2023 wildfire could have played role in Westside Road landslide
Global News
A landslide struck on Tuesday night, in the same area affected by the McDougall Creek wildfire in 2023.
Two years after a wildfire swept through Westside Road, the charred landscape has given way to a new disaster.
A landslide struck Tuesday night, in the same area affected by the McDougall Creek wildfire in 2023.
Engineering geologist Timothy Smith explains when a wildfire burns through a slope, it can create water-repellent soils, making it difficult for the ground to absorb rainwater. This significantly increases the risk of landslides.
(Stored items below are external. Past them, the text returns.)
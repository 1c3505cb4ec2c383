use core::fmt;

/// Direction of a call, seen from the local side of the interface
#[derive(Debug, Clone, Copy, PartialEq, Eq, Hash)]
pub enum Direction {
    /// Call was set up by the remote side
    Inbound,
    /// Call was set up locally
    Outbound,
}

impl Direction {
    #[inline]
    pub fn is_outbound(&self) -> bool {
        matches!(self, Direction::Outbound)
    }

    #[inline]
    pub fn is_inbound(&self) -> bool {
        matches!(self, Direction::Inbound)
    }

    /// Value of the call reference flag on messages this side transmits for a call
    /// in this direction. The originating side always sends flag 0.
    #[inline]
    pub fn tx_callref_flag(&self) -> bool {
        matches!(self, Direction::Inbound)
    }

    /// Direction of a call as deduced from the call reference flag of a received message.
    #[inline]
    pub fn from_rx_callref_flag(flag: bool) -> Self {
        if flag { Direction::Outbound } else { Direction::Inbound }
    }
}

impl fmt::Display for Direction {
    fn fmt(&self, f: &mut fmt::Formatter<'_>) -> fmt::Result {
        match self {
            Direction::Inbound => write!(f, "in"),
            Direction::Outbound => write!(f, "out"),
        }
    }
}

#[cfg(test)]
mod tests {
    use super::*;

    #[test]
    fn test_callref_flag_mapping() {
        assert!(!Direction::Outbound.tx_callref_flag());
        assert!(Direction::Inbound.tx_callref_flag());
        // A message we receive with flag 1 was sent by the side that did not originate, so it belongs to our outbound call
        assert_eq!(Direction::from_rx_callref_flag(true), Direction::Outbound);
        assert_eq!(Direction::from_rx_callref_flag(false), Direction::Inbound);
    }
}
pub mod ia5;
pub mod layer_info;
pub mod network_id;
pub mod party_number;
pub mod subaddress;
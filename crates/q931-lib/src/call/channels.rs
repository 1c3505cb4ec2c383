//! B-channel negotiation for calls

use q931_core::unimplemented_log;
use q931_ies::Ie;
use q931_ies::enums::cause_value::CauseValue;
use q931_ies::ies::{ChannelIdentification, ChannelSelection};
use q931_ies::message::Ies;

use crate::Q931Lib;
use crate::call::CallId;
use crate::ccb::Q931Indication;
use crate::channel::{ChannelState, channel_alloc, channel_select_from};
use crate::chanset::Chanset;
use crate::error::{Q931Error, Result};

impl Q931Lib {
    /// Pick the channel for an outgoing SETUP and return the Channel identification to send.
    /// The network side assigns an exclusive channel; the user side proposes what the
    /// application asked for, or any channel.
    pub(crate) fn assign_outgoing_channel(
        &mut self,
        call: CallId,
        requested: Option<&ChannelIdentification>,
    ) -> Result<ChannelIdentification> {
        let intf_id = self.get_call(call)?.intf;
        let intf = self.intf_mut(intf_id)?;
        let chantype = intf.channel_interface_type();
        let wanted: Chanset = requested.map(|r| r.channels().iter().copied().collect()).unwrap_or_default();

        if intf.is_nt() {
            let chan = channel_select_from(&intf.channels, &wanted).ok_or(if wanted.is_empty() {
                Q931Error::NoChannelAvailable
            } else {
                Q931Error::ChannelUnavailable
            })?;
            if let Some(ch) = intf.channel_mut(chan) {
                ch.select(call);
            }
            self.get_call_mut(call)?.channels = Chanset::single(chan);
            return Ok(ChannelIdentification::b_channel(chantype, chan, true));
        }

        match requested {
            Some(req) if !wanted.is_empty() => {
                for chan in wanted.iter() {
                    match intf.channel_mut(chan) {
                        Some(ch) if ch.is_available() => ch.propose(call),
                        _ => {
                            // Undo what was proposed so far
                            for ch in intf.channels.iter_mut().filter(|c| c.call == Some(call)) {
                                ch.release();
                            }
                            return Err(Q931Error::ChannelUnavailable);
                        }
                    }
                }
                let req = req.clone();
                self.get_call_mut(call)?.channels = wanted;
                Ok(req)
            }
            _ => Ok(ChannelIdentification::new(chantype, ChannelSelection::Any, false)),
        }
    }

    /// Bind a channel to an incoming call from the Channel identification of its SETUP.
    /// On failure, returns the cause to clear the call with.
    pub(crate) fn negotiate_incoming_channel(
        &mut self,
        call: CallId,
        offered: Option<&ChannelIdentification>,
    ) -> core::result::Result<(), CauseValue> {
        let intf_id = self.calls.get(&call).map(|c| c.intf).ok_or(CauseValue::TemporaryFailure)?;
        let intf = self.intfs.get_mut(&intf_id).ok_or(CauseValue::TemporaryFailure)?;
        let is_nt = intf.is_nt();

        let (chan, changed) = match offered.map(|c| (&c.selection, c.exclusive)) {
            Some((ChannelSelection::NoChannel, _)) if !is_nt => {
                tracing::debug!(intf = %intf.config.name, "call {} offered without channel", call);
                return Ok(());
            }
            None | Some((ChannelSelection::Any, _)) | Some((ChannelSelection::NoChannel, _)) => {
                (channel_alloc(&mut intf.channels, call).ok_or(CauseValue::NoCircuitChannelAvailable)?, true)
            }
            Some((ChannelSelection::BChannels(list), exclusive)) => {
                if list.iter().any(|c| !intf.has_channel(*c)) {
                    return Err(CauseValue::IdentifiedChannelDoesNotExist);
                }
                let wanted: Chanset = list.iter().copied().collect();
                match channel_select_from(&intf.channels, &wanted) {
                    Some(chan) => {
                        if let Some(ch) = intf.channel_mut(chan) {
                            ch.select(call);
                        }
                        (chan, false)
                    }
                    None if exclusive => return Err(CauseValue::RequestedCircuitChannelNotAvailable),
                    None => (channel_alloc(&mut intf.channels, call).ok_or(CauseValue::NoCircuitChannelAvailable)?, true),
                }
            }
            Some((ChannelSelection::SlotMap(_), _)) => {
                unimplemented_log!("channel selection by slot map");
                return Err(CauseValue::ChannelTypeNotImplemented);
            }
        };

        tracing::debug!(intf = %intf.config.name, "call {} on B{}", call, chan);
        if let Some(c) = self.calls.get_mut(&call) {
            c.channels = Chanset::single(chan);
            // The network always names the channel in its first response; the user only when it picked another one
            c.chanid_pending = is_nt || changed;
        }
        Ok(())
    }

    /// Add the channel identification owed in the first response to an incoming SETUP
    pub(crate) fn add_pending_chanid(&mut self, call: CallId, ies: &mut Ies) {
        let Some(c) = self.calls.get_mut(&call) else { return };
        if !c.chanid_pending {
            return;
        }
        c.chanid_pending = false;
        let Some(chan) = c.channels.first() else { return };
        if ies.channel_identification().is_some() {
            return;
        }
        let Some(intf) = self.intfs.get(&c.intf) else { return };
        ies.add(Ie::ChannelIdentification(ChannelIdentification::b_channel(intf.channel_interface_type(), chan, true)));
    }

    /// Take the channel the peer names in a response to our SETUP or RESUME.
    /// On failure, returns the cause to clear the call with.
    pub(crate) fn accept_peer_channel(&mut self, call: CallId, ies: &Ies) -> core::result::Result<(), CauseValue> {
        let Some(ci) = ies.channel_identification() else { return Ok(()) };
        let Some(&chan) = ci.channels().first() else { return Ok(()) };
        let c = self.calls.get_mut(&call).ok_or(CauseValue::TemporaryFailure)?;
        let intf = self.intfs.get_mut(&c.intf).ok_or(CauseValue::TemporaryFailure)?;

        if c.channels.len() == 1 && c.channels.contains(chan) {
            if let Some(ch) = intf.channel_mut(chan).filter(|ch| ch.state == ChannelState::Proposed) {
                ch.select(call);
            }
            return Ok(());
        }
        if intf.is_nt() && !c.channels.is_empty() {
            // The network assigned the channel exclusively
            return Err(CauseValue::ChannelUnacceptable);
        }

        match intf.channel_mut(chan) {
            Some(ch) if ch.is_available() || (ch.state == ChannelState::Proposed && ch.call == Some(call)) => ch.select(call),
            Some(_) => return Err(CauseValue::ChannelUnacceptable),
            None => return Err(CauseValue::IdentifiedChannelDoesNotExist),
        }
        for other in c.channels.iter().filter(|o| *o != chan) {
            if let Some(ch) = intf.channel_mut(other) {
                ch.release();
            }
        }
        tracing::debug!(intf = %intf.config.name, "call {} on B{}", call, chan);
        c.channels = Chanset::single(chan);
        Ok(())
    }

    /// Switch the call's B-channels through
    pub(crate) fn connect_channels(&mut self, call: CallId) {
        let Some(c) = self.calls.get(&call) else { return };
        let Some(intf) = self.intfs.get_mut(&c.intf) else { return };
        let mut connected = Vec::new();
        for chan in c.channels.iter() {
            if let Some(ch) = intf.channel_mut(chan).filter(|ch| ch.call == Some(call) && ch.state != ChannelState::Connected) {
                ch.connect();
                connected.push(chan);
            }
        }
        for channel in connected {
            self.indicate(Q931Indication::ConnectChannel { call, channel });
        }
    }

    pub(crate) fn disconnect_channels(&mut self, call: CallId) {
        let Some(c) = self.calls.get(&call) else { return };
        let Some(intf) = self.intfs.get_mut(&c.intf) else { return };
        let mut disconnected = Vec::new();
        for chan in c.channels.iter() {
            if let Some(ch) = intf.channel_mut(chan).filter(|ch| ch.call == Some(call) && ch.state == ChannelState::Connected) {
                ch.disconnect();
                disconnected.push(chan);
            }
        }
        for channel in disconnected {
            self.indicate(Q931Indication::DisconnectChannel { call, channel });
        }
    }

    /// Put the call's channels out of service; they come back with a restart
    pub(crate) fn channels_to_maintenance(&mut self, call: CallId) {
        let Some(c) = self.calls.get(&call) else { return };
        let Some(intf) = self.intfs.get_mut(&c.intf) else { return };
        for ch in intf.channels.iter_mut().filter(|ch| ch.call == Some(call)) {
            tracing::warn!(intf = %intf.config.name, "B{} placed in maintenance", ch.id);
            ch.set_maintenance();
        }
    }
}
“If the ground is burned to a moderate or high severity, you lose all the vegetated ground cover, which, if runoff develops, has nothing to slow it down,” Smith said.
Smith compares the situation to rain falling on a parking lot.
“It flows very quickly, getting to streams much faster than usual,” he said “It also picks up ash and burned sediment, which instead of becoming water, it makes it more viscous and it becomes very thick.”
West Kelowna and Peachland Conservative MLA Macklin McCall says he flagged the landslide risk along Westside Road as a priority to the province earlier.
“There could have been more proactive work happening, like land rehabilitation, erosion control, replanting, after the fire which would have curbed the risk,” McCall said.